Beginners29 May 2026· 7 min read

Student Freelancer: Status, Charges and Caps in 2026

FF

FlashFreelance

Official URSSAF & DGFiP 2025 rates

Updated 30 June 2026
Student Freelancer: Status, Charges and Caps in 2026
Publicité

Student Freelancer: Status, Charges and Caps in 2026

More and more students monetise a skill — web development, design, writing, community management, private lessons — through a micro-enterprise. The status is accessible, but it interacts with scholarships, housing aid and tax attachment to your parents. Understanding these links well avoids losing on one side what you gain on the other. Here is the essential in 2026.

Can a student be a micro-entrepreneur?

Yes, with no particular age condition beyond adulthood (18). An adult student can create a micro-enterprise like anyone else, alongside their studies. An emancipated minor can too, and a non-emancipated minor under conditions with their legal representatives' authorisation.

The process is identical to that of any micro-entrepreneur: free registration at the single window, choice of activity (BIC or BNC), obtaining the SIRET. No specific "student-entrepreneur" status is required, although the national student-entrepreneur status exists for support.

The same caps and contributions as everyone

There is no reduced cap or special rate for students. You come under the ordinary micro regime, with the 2026 thresholds:

ActivityRevenue cap2026 contribution rate
Services (BIC)€83,60021.2%
Liberal professions (BNC)€83,60025.6%
Sales (BIC)€203,10012.3%

In practice, a student rarely reaches these caps. The stakes are elsewhere: how it interacts with your aid.

Publicité

"Youth" ACRE: a real boost

Young people under 26 are among those eligible for ACRE, which reduces first-year contributions. Beware the 2026 change: for registrations from 1 July 2026, the reduction drops from 50% to 25%. Registering before that date remains more advantageous if you are eligible. Check the conditions in our ACRE guide.

The impact on scholarships and aid

This is the most delicate point. Your micro-enterprise income is not neutral:

  • Means-tested scholarship (CROUS): if you are attached to your parents' tax household, your revenue does not directly enter the calculation (based on parents' income). But if you are fiscally autonomous, your income counts and may reduce or remove the scholarship.
  • Housing aid (APL): housing benefits take your resources into account. Activity income may reduce the amount.
  • Activity bonus (prime d'activité): under conditions, an independent activity may, on the contrary, open a right to it.

Key takeaway: before launching, simulate the effect of your income on your aid.

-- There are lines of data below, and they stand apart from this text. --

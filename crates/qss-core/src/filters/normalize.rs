use ndarray::Array2;

use crate::consts::EPSILON;

/// Rescale to [0, 1] by the map's own minimum and maximum.
///
/// Maps whose range is below [`EPSILON`] (including constant maps) become
/// all zeros. Non-finite values are ignored when finding the range and are
/// written as zero.
pub fn min_max_normalize(data: &Array2<f32>) -> Array2<f32> {
    let (lo, hi) = data
        .iter()
        .filter(|v| v.is_finite())
        .fold((f32::INFINITY, f32::NEG_INFINITY), |(lo, hi), &v| {
            (lo.min(v), hi.max(v))
        });

    let range = hi - lo;
    if !range.is_finite() || range < EPSILON {
        return Array2::zeros(data.dim());
    }
    data.mapv(|v| if v.is_finite() { (v - lo) / range } else { 0.0 })
}

/// Clamp every value to [0, 1]; NaN becomes 0.
pub fn clamp_unit(data: &Array2<f32>) -> Array2<f32> {
    data.mapv(|v| if v.is_nan() { 0.0 } else { v.clamp(0.0, 1.0) })
}
/// Rows of every plane handled by the kernel (image height).
pub const M: usize = 48;

/// Columns of every plane handled by the kernel (image width).
pub const N: usize = 64;

/// Channels of a pure-imaginary quaternion image (b, c, d).
pub const PURE_CHANNEL_COUNT: usize = 3;

/// Channels of a full quaternion image (a, b, c, d).
pub const FULL_CHANNEL_COUNT: usize = 4;

/// Imaginary components of the default axis, before normalization.
pub const DEFAULT_AXIS_DIRECTION: [f64; 3] = [-1.0, -1.0, -1.0];

/// Tolerance on |a| and |b^2 + c^2 + d^2 - 1| when validating an axis.
pub const AXIS_TOLERANCE: f64 = 1e-5;

/// Minimum batch size to compute patches in parallel with Rayon.
pub const PARALLEL_PATCH_THRESHOLD: usize = 4;

/// Default Gaussian smoothing sigma, as a fraction of the map width.
pub const DEFAULT_SMOOTHING_SIGMA_FRACTION: f32 = 0.045;

/// Small epsilon to avoid division by zero when rescaling maps.
pub const EPSILON: f32 = 1e-10;

/// CIE L* is divided by this to bring it near [0, 1].
pub const LAB_L_SCALE: f32 = 100.0;

/// CIE a* and b* are divided by this to bring them near [-1, 1].
pub const LAB_AB_SCALE: f32 = 128.0;

/// Minimum pixel count (h*w) to use row-level Rayon parallelism in filters.
pub const PARALLEL_PIXEL_THRESHOLD: usize = 65_536;

/// Linear sRGB to CIE XYZ (D65), row-major.
pub const SRGB_TO_XYZ: [[f32; 3]; 3] = [
    [0.412_456_4, 0.357_576_1, 0.180_437_5],
    [0.212_672_9, 0.715_152_2, 0.072_175_0],
    [0.019_333_9, 0.119_192, 0.950_304_1],
];

/// CIE XYZ of the D65 reference white.
pub const D65_WHITE: [f32; 3] = [0.950_47, 1.0, 1.088_83];
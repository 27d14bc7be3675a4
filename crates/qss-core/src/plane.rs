use ndarray::{stack, Array2, Array3, ArrayView2, ArrayView3, Axis};

use crate::consts::{FULL_CHANNEL_COUNT, M, N, PURE_CHANNEL_COUNT};
use crate::error::{QssError, Result};
use crate::sample::Sample;

/// A single real channel, shape = (48, 64), row-major.
pub type Plane<T> = Array2<T>;

/// Planar quaternion image.
///
/// Channel planes are stacked along axis 0, shape = (channels, 48, 64).
/// Three channels hold the imaginary parts (b, c, d) with an implicit zero
/// real part; four channels hold (a, b, c, d).
#[derive(Clone, Debug, PartialEq)]
pub struct QuaternionImage<T> {
    planes: Array3<T>,
}

impl<T: Sample> QuaternionImage<T> {
    /// Wrap an already stacked (channels, 48, 64) array.
    pub fn from_planes(planes: Array3<T>) -> Result<Self> {
        let (channels, rows, cols) = planes.dim();
        check_channel_count(channels)?;
        check_plane_shape(rows, cols)?;
        Ok(Self { planes })
    }

    /// Stack separate channel planes in (a,) b, c, d order.
    pub fn from_channels(channels: &[Plane<T>]) -> Result<Self> {
        check_channel_count(channels.len())?;
        for plane in channels {
            let (rows, cols) = plane.dim();
            check_plane_shape(rows, cols)?;
        }
        let views: Vec<ArrayView2<T>> = channels.iter().map(|p| p.view()).collect();
        let planes = stack(Axis(0), &views).map_err(|e| QssError::Shape(e.to_string()))?;
        Ok(Self { planes })
    }

    /// Pure-imaginary image from three planes (b, c, d).
    pub fn pure(b: Plane<T>, c: Plane<T>, d: Plane<T>) -> Result<Self> {
        Self::from_channels(&[b, c, d])
    }

    /// Full quaternion image from four planes (a, b, c, d).
    pub fn full(a: Plane<T>, b: Plane<T>, c: Plane<T>, d: Plane<T>) -> Result<Self> {
        Self::from_channels(&[a, b, c, d])
    }

    /// All-zero image with the given channel count.
    pub fn zeros(channels: usize) -> Result<Self> {
        check_channel_count(channels)?;
        Ok(Self {
            planes: Array3::zeros((channels, M, N)),
        })
    }

    pub fn channels(&self) -> usize {
        self.planes.len_of(Axis(0))
    }

    pub fn is_pure(&self) -> bool {
        self.channels() == PURE_CHANNEL_COUNT
    }

    pub fn plane(&self, channel: usize) -> ArrayView2<'_, T> {
        self.planes.index_axis(Axis(0), channel)
    }

    pub fn view(&self) -> ArrayView3<'_, T> {
        self.planes.view()
    }

    pub fn into_inner(self) -> Array3<T> {
        self.planes
    }

    /// Four-channel copy; a pure image gains an explicit zero real plane.
    pub fn to_full(&self) -> Self {
        if !self.is_pure() {
            return self.clone();
        }
        let mut planes = Array3::zeros((FULL_CHANNEL_COUNT, M, N));
        planes
            .slice_mut(ndarray::s![1.., .., ..])
            .assign(&self.planes);
        Self { planes }
    }
}

pub(crate) fn check_plane_shape(rows: usize, cols: usize) -> Result<()> {
    if rows != M || cols != N {
        return Err(QssError::InvalidPlaneShape { rows, cols });
    }
    Ok(())
}

pub(crate) fn check_channel_count(channels: usize) -> Result<()> {
    if channels != PURE_CHANNEL_COUNT && channels != FULL_CHANNEL_COUNT {
        return Err(QssError::InvalidChannelCount(channels));
    }
    Ok(())
}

Earning €300 a month that costs you €250 in scholarship changes the calculation.

Tax attachment: staying on your parents' return or not

As long as you are attached to your parents' tax household (possible up to 25 for a student), your micro-enterprise income is added to their return. This can increase their tax, but keeps them a half-share. Detaching to declare alone may be more advantageous if your income is modest and your parents' income high. It is a case-by-case trade-off, ideally quantified.

Getting off to a good start as a student

  • Choose the flat-rate income tax cautiously: often useless if you are not taxable.
  • Set aside your contributions from the first euro collected.
  • Focus on acquiring clients: our guide finding your first clients applies perfectly to students.

The micro-entrepreneur status is ideal for a student: simple, reversible, with no fixed cost. Estimate your net income with the micro-enterprise simulator and get started while keeping an eye on your aid.

Frequently asked questions

Can a student create a micro-enterprise?
Yes, from age 18, with no particular condition. The process is identical to that of any micro-entrepreneur: free registration at the single window and obtaining the SIRET. An emancipated minor can too, and a non-emancipated minor under conditions with their legal representatives' agreement.
Does micro-enterprise income reduce a scholarship?
It depends on your tax situation. If you are attached to your parents' tax household, the CROUS scholarship is calculated on their income and your revenue does not directly count. If you are fiscally autonomous, your income counts and may reduce the scholarship.
Does a student have reduced caps in a micro-enterprise?
No. Students come under the ordinary micro regime, with the same caps (€83,600 for services, €203,100 for sales) and the same contribution rates as other micro-entrepreneurs in 2026.
Is a student under 26 entitled to ACRE?
Young people under 26 are among those eligible for ACRE. Note that for registrations from 1 July 2026, the first-year exemption drops from 50% to 25% of contributions.